The learning objectives of this section are:

  • Describe the principles of tidyverse functions

Many of the tools that we discuss in this book revolve around the so-called “tidyverse” set of tools. These tools, largely developed by Hadley Wickham but also including a diverse community of developers, have a set of principles that are adhered to when they are being developed. Hadley Wicham laid out these principles in his Tidy Tools Manifesto, a vignette within the tidyverse package.

The four basic principles of the tidyverse are:

2.10.1 Reuse existing data structures

R has a number of data structures (data frames, vectors, etc.) that people have grown accustomed to over the many years of R’s existence. While it is often tempting to develop custom data structures, for example, by using S3 or S4 classes, it is often worthwhile to consider reusing a commonly used structure. You’ll notice that many tidyverse functions make heavy use of the data frame (typically as their first argument), because the data frame is a well-known, well-understood structure used by many analysts. Data frames have a well-known and reasonably standardized corresponding file format in the CSV file.

While common data structures like the data frame may not be perfectly suited to your needs as you develop your own software, it is worth considering using them anyway because the enormous value to the community that is already familiar with them. If the user community feels familiar with the data structures required by your code, they are likely to adopt them quicker.

2.10.2 Compose simple functions with the pipe

One of the original principles of the Unix operating system was that every program should do “one thing well.” The limitation of only doing one thing (but well!) was removed by being able to easily pipe the output of one function to be the input of another function (the pipe operator on Unix was the | symbol). Typical Unix commands would contain long strings commands piped together to (eventually) produce some useful output.

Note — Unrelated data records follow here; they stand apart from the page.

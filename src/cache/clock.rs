// ==========================================
// 库存分配引擎 - 缓存时钟
// ==========================================
// 过期判定统一从 Clock 取当前时间，测试中注入 ManualClock
// ==========================================

use chrono::{DateTime, Utc};
use std::sync::Mutex;
use std::time::Duration;

pub trait Clock: Send + Sync {
    fn now(&self) -> DateTime<Utc>;
}

/// 系统时钟
#[derive(Debug, Default, Clone, Copy)]
pub struct SystemClock;

impl Clock for SystemClock {
    fn now(&self) -> DateTime<Utc> {
        Utc::now()
    }
}

/// 手动推进的时钟
#[derive(Debug)]
pub struct ManualClock {
    now: Mutex<DateTime<Utc>>,
}

impl ManualClock {
    pub fn new(start: DateTime<Utc>) -> Self {
        Self {
            now: Mutex::new(start),
        }
    }

    pub fn advance(&self, by: Duration) {
        let delta = chrono::Duration::from_std(by).unwrap_or(chrono::Duration::MAX);
        let mut now = self.now.lock().unwrap_or_else(|e| e.into_inner());
        *now = now.checked_add_signed(delta).unwrap_or(DateTime::<Utc>::MAX_UTC);
    }

    pub fn set(&self, to: DateTime<Utc>) {
        *self.now.lock().unwrap_or_else(|e| e.into_inner()) = to;
    }
}

impl Clock for ManualClock {
    fn now(&self) -> DateTime<Utc> {
        *self.now.lock().unwrap_or_else(|e| e.into_inner())
    }
}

On Unix systems, the unifying concept that allowed programs to pipe to each other was the use of [textual formats]. All data was rendered in textual formats so that if you wrote a new program, you would not need to worry about decoding some obscure proprietary format.

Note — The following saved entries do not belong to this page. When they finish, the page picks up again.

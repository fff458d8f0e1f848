// ==========================================
// 库存分配引擎 - 数据源报文结构
// ==========================================
// 预约:  { data: ReservationItem[] }
// 门店:  { stores: Store[] } 或 Store[]
// 人员:  Agent[]
// ==========================================

use crate::domain::agent::Store;
use crate::domain::reservation::ReservationItem;
use serde::{Deserialize, Serialize};

#[derive(Debug, Clone, Default, Serialize, Deserialize)]
pub struct ReservationEnvelope {
    #[serde(default)]
    pub data: Vec<ReservationItem>,
}

#[derive(Debug, Clone, Serialize, Deserialize)]
#[serde(untagged)]
pub enum StoresPayload {
    Wrapped { stores: Vec<Store> },
    Bare(Vec<Store>),
}

impl StoresPayload {
    pub fn into_stores(self) -> Vec<Store> {
        match self {
            StoresPayload::Wrapped { stores } => stores,
            StoresPayload::Bare(stores) => stores,
        }
    }
}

Much like the original Unix systems, the tidyverse eschews building monolithic functions that have many bells and whistles. Rather, once you are finished writing a simple function, it is better to start afresh and work off the input of another function to produce new output (using the %>% operator, for example). The key to this type of development is having clean interfaces between functions and an expectation that the output of every function may serve as the input to another function. This is why the first principle (reuse existing data structures) is important, because the reuse of data structures that are well-understood and characterized lessens the burden on other developers who are developing new code and would prefer not to worry about new-fangled data structures at every turn.

2.10.3 Embrace functional programming

This can be a tough principle for people coming from other non-functional programming languages. But the reality is, R is a functional programming language (with its roots in Scheme) and it’s best not to go against the grain. In our section on Functional Programming, we outlined many of the principles that are fundamental to functional-style programming. In particular, the purrr package implements many of those ideas.

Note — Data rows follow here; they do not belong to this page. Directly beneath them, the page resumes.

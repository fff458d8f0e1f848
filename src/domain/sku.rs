// ==========================================
// 库存分配引擎 - SKU（机型 + 颜色）
// ==========================================
// 职责: SKU 键、机型配置项、已配置 SKU 目录
// 红线: 目录外的 SKU 不参与任何分配
// ==========================================

use serde::{Deserialize, Serialize};
use std::collections::BTreeMap;
use std::fmt;

// ==========================================
// SkuKey - (机型, 颜色)
// ==========================================
#[derive(Debug, Clone, PartialEq, Eq, PartialOrd, Ord, Hash, Serialize, Deserialize)]
pub struct SkuKey {
    pub model: String,
    pub color: String,
}

impl SkuKey {
    pub fn new(model: &str, color: &str) -> Self {
        Self {
            model: model.to_string(),
            color: color.to_string(),
        }
    }
}

impl fmt::Display for SkuKey {
    fn fmt(&self, f: &mut fmt::Formatter<'_>) -> fmt::Result {
        write!(f, "{}/{}", self.model, self.color)
    }
}

// ==========================================
// ModelSetting - 机型配置项（设置对象 models.* 的值）
// ==========================================
#[derive(Debug, Clone, PartialEq, Eq, Serialize, Deserialize)]
#[serde(rename_all = "camelCase")]
pub struct ModelSetting {
    /// 机型名称
    pub name: String,

    /// 颜色
    pub color: String,

    /// 存储容量（仅展示，不参与匹配）
    #[serde(default)]
    pub capacity: Option<String>,

    /// 是否启用
    #[serde(default = "default_enabled")]
    pub enabled: bool,

    /// 目标分配数量
    #[serde(default)]
    pub quantity: u32,
}

fn default_enabled() -> bool {
    true
}

impl ModelSetting {
    pub fn sku_key(&self) -> SkuKey {
        SkuKey::new(&self.name, &self.color)
    }
}

// ==========================================
// SkuCatalog - 已配置 SKU 目录
// ==========================================
#[derive(Debug, Clone, Default, PartialEq, Eq)]
pub struct SkuCatalog {
    quantities: BTreeMap<SkuKey, u32>,
}

impl SkuCatalog {
    /// 由设置中的 models 构建目录
    ///
    /// # 说明
    /// - 未启用的机型不进入目录
    /// - 同一 (机型, 颜色) 出现多次（不同容量）时数量累加
    pub fn from_models(models: &BTreeMap<String, ModelSetting>) -> Self {
        let mut quantities: BTreeMap<SkuKey, u32> = BTreeMap::new();
        for setting in models.values().filter(|m| m.enabled) {
            let entry = quantities.entry(setting.sku_key()).or_insert(0);
            *entry = entry.saturating_add(setting.quantity);
        }
        Self { quantities }
    }

    /// 配置数量；未配置返回 None
    pub fn quantity(&self, key: &SkuKey) -> Option<u32> {
        self.quantities.get(key).copied()
    }

    pub fn quantity_of(&self, model: &str, color: &str) -> Option<u32> {
        self.quantity(&SkuKey::new(model, color))
    }

    pub fn contains(&self, model: &str, color: &str) -> bool {
        self.quantity_of(model, color).is_some()
    }

    pub fn iter(&self) -> impl Iterator<Item = (&SkuKey, u32)> {
        self.quantities.iter().map(|(k, q)| (k, *q))
    }

    pub fn len(&self) -> usize {
        self.quantities.len()
    }

    pub fn is_empty(&self) -> bool {
        self.quantities.is_empty()
    }

    /// 所有 SKU 目标数量之和
    pub fn total_quantity(&self) -> u64 {
        self.quantities.values().map(|q| *q as u64).sum()
    }
}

One benefit to functional programming is that it can at times be easier to reason about when simply looking at the code. The inability to modify arguments enables us to predict what the output of a function will be given a certain input, allowing for things like memoization. Functional programming also allows for simple parallelization, so that we can quickly parallelize any code that uses lapply() or map().

2.10.4 Design for humans

Making your code readable and usable by people is goal that is overlooked surprisingly often. The result is things like function names that are obscure and do not actually communicate what they do. When writing code, using things like good, explicit, function names, with descriptive arguments, can allow for users to quickly learn your API. If you have a set of functions with a similar purpose, they might share a prefix (see e.g. geom_point(), geom_line(), etc.). If you have an argument like color that could either take arguments 1, 2, and 3, or black, red, and green, think about which set of arguments might be easier for humans to handle.